Anatomy of the differential gluon structure function of the proton from the experimental data on F_2p
I. P. Ivanov, N. N. Nikolaev
TL;DR
This work provides the first phenomenological parameterization of the differential gluon structure function $\mathcal F(x,\kappa^2)$ at small $x$ by blending LO DGLAP gluon inputs with a nonperturbative soft component and a soft–hard diffusion scenario within the $\kappa$-factorization framework. It demonstrates how $F_2^p$ data and real photoabsorption constrain the unintegrated gluon density, revealing substantial soft contributions and a hard component with an intercept near $0.4$ that diffuses into the soft region. The study highlights significant differences between $G_D(x,Q^2)$ from $\kappa$-factorization and conventional DGLAP densities at small $x$, while showing that soft effects remain important across a wide range of $Q^2$. The results have direct implications for predictions of diffractive processes and vector-meson production, and they illustrate the utility and limitations of applying DGLAP at low $Q^2$ in small-$x$ QCD.
Abstract
The use of the differential gluon structure function of the proton ${\cal F}(x,Q^{2})$ introduced by Fadin, Kuraev and Lipatov in 1975 is called upon in many applications of small-x QCD. We report here the first determination of ${\cal F}(x,Q^{2})$ from the experimental data on the small-x proton structure function $F_{2p}(x,Q^{2})$. We give convenient parameterizations for ${\cal F}(x,Q^{2})$ based partly on the available DGLAP evolution fits (GRV, CTEQ & MRS) to parton distribution functions and on realistic extrapolations into soft region. We discuss an impact of soft gluons on various observables.

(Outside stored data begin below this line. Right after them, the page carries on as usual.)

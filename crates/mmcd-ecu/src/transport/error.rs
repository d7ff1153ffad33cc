//! Transport layer errors

use thiserror::Error;

#[derive(Debug, Error, Clone, PartialEq, Eq)]
pub enum TransportError {
    #[error("Connection failed: {0}")]
    ConnectionFailed(String),

    #[error("Serial port not open")]
    NotOpen,

    #[error("Send failed: {0}")]
    SendFailed(String),

    #[error("Receive failed: {0}")]
    ReceiveFailed(String),

    #[error("Flush failed: {0}")]
    FlushFailed(String),

    #[error("Invalid configuration: {0}")]
    InvalidConfig(String),
}
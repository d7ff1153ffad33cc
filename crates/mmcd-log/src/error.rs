//! Codec errors

use thiserror::Error;

pub type CodecResult<T> = Result<T, CodecError>;

#[derive(Debug, Error)]
pub enum CodecError {
    #[error("I/O error: {0}")]
    Io(#[from] std::io::Error),

    #[error("Not an MMCD log (bad magic {found:?})")]
    BadMagic { found: [u8; 4] },

    #[error("Truncated {section}: expected {expected} bytes, got {got}")]
    Truncated {
        section: &'static str,
        expected: usize,
        got: usize,
    },

    #[error("Not an MMCd PalmOS log: type={type_code:?} creator={creator:?}")]
    NotLegacyLog { type_code: String, creator: String },

    #[error("Sensor index {0} out of range")]
    InvalidIndex(usize),

    #[error("Too many sensor indices: {0}")]
    TooManyIndices(usize),

    #[error("Sample timestamp cannot be stored")]
    TimestampOutOfRange,

    #[error("Log contains no samples")]
    NoSamples,
}
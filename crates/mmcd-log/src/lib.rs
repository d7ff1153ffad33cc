//! mmcd-log - log file codecs for the MMCD datalogger
//!
//! - [`native`]: the compact `.mmcd` binary log, written while sampling
//!   and read back for display or export
//! - [`legacy`]: read-only import of logs recorded by the original PalmOS
//!   application (`.pdb`)
//! - [`import`]: legacy to native conversion
//!
//! Both codecs produce and consume [`mmcd_core::Sample`], the same type the
//! sampling engine emits.

pub mod error;
pub mod import;
pub mod legacy;
pub mod native;

pub use error::{CodecError, CodecResult};
pub use import::{import_legacy, logged_indices, write_native, ImportSummary};
pub use legacy::{ImportPolicy, LegacyLog, PdbHeader};
pub use native::{NativeHeader, NativeLog, NativeReader, NativeWriter};
//! Sensors command - print the sensor table

use anyhow::Result;
use mmcd_core::SensorTable;

use crate::output::{OutputContext, SensorRow};

/// Print every active slot of the sensor table
pub fn sensors(table: &SensorTable, ctx: &OutputContext) -> Result<()> {
    let rows: Vec<SensorRow> = table
        .iter()
        .filter(|(_, def)| def.exists)
        .map(|(slot, def)| SensorRow {
            slot,
            address: match def.address {
                Some(addr) if !def.computed => format!("0x{addr:02X}"),
                _ => "-".to_string(),
            },
            slug: def.slug.to_string(),
            description: def.description.to_string(),
            unit: def.unit.to_string(),
        })
        .collect();

    ctx.print(&rows);
    Ok(())
}
//! Common error type for sample sources

use thiserror::Error;

/// Result type for sample source operations
pub type SourceResult<T> = Result<T, SourceError>;

/// Errors a sample source can report for one poll cycle
///
/// Lower layers (transport, protocol) convert their own errors into this
/// type so the sampling engine can treat every source the same way.
#[derive(Debug, Error, Clone, PartialEq, Eq)]
pub enum SourceError {
    /// The serial line or its driver failed
    #[error("Transport error: {0}")]
    Transport(String),

    /// The ECU answered, but not the way the protocol requires
    #[error("Protocol error: {0}")]
    Protocol(String),

    /// The ECU did not answer within the deadline
    #[error("Timeout: {0}")]
    Timeout(String),

    /// Every slot queried in the cycle failed
    #[error("No response from ECU: {attempted} queries failed")]
    NoResponse {
        /// Number of slots that were queried
        attempted: usize,
    },

    /// None of the requested slots can be queried, so nothing was polled
    #[error("No queryable sensor selected")]
    NothingToPoll,
}

impl SourceError {
    /// Returns true when the error suggests the device is gone rather than
    /// a single garbled exchange
    pub fn is_link_failure(&self) -> bool {
        matches!(
            self,
            SourceError::Transport(_) | SourceError::NoResponse { .. }
        )
    }
}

The x-dependence of the so-determined ${\cal F}(x,Q^{2})$ varies strongly with Q^2 and does not exhibit simple Regge properties. None the less the hard-to-soft diffusion is found to give rise to a viable approximation of the proton structure function F_{2p}(x,Q^2) by the soft and hard Regge components with intercepts Δ_{soft}=0 and Δ_{hard}\sim 0.4.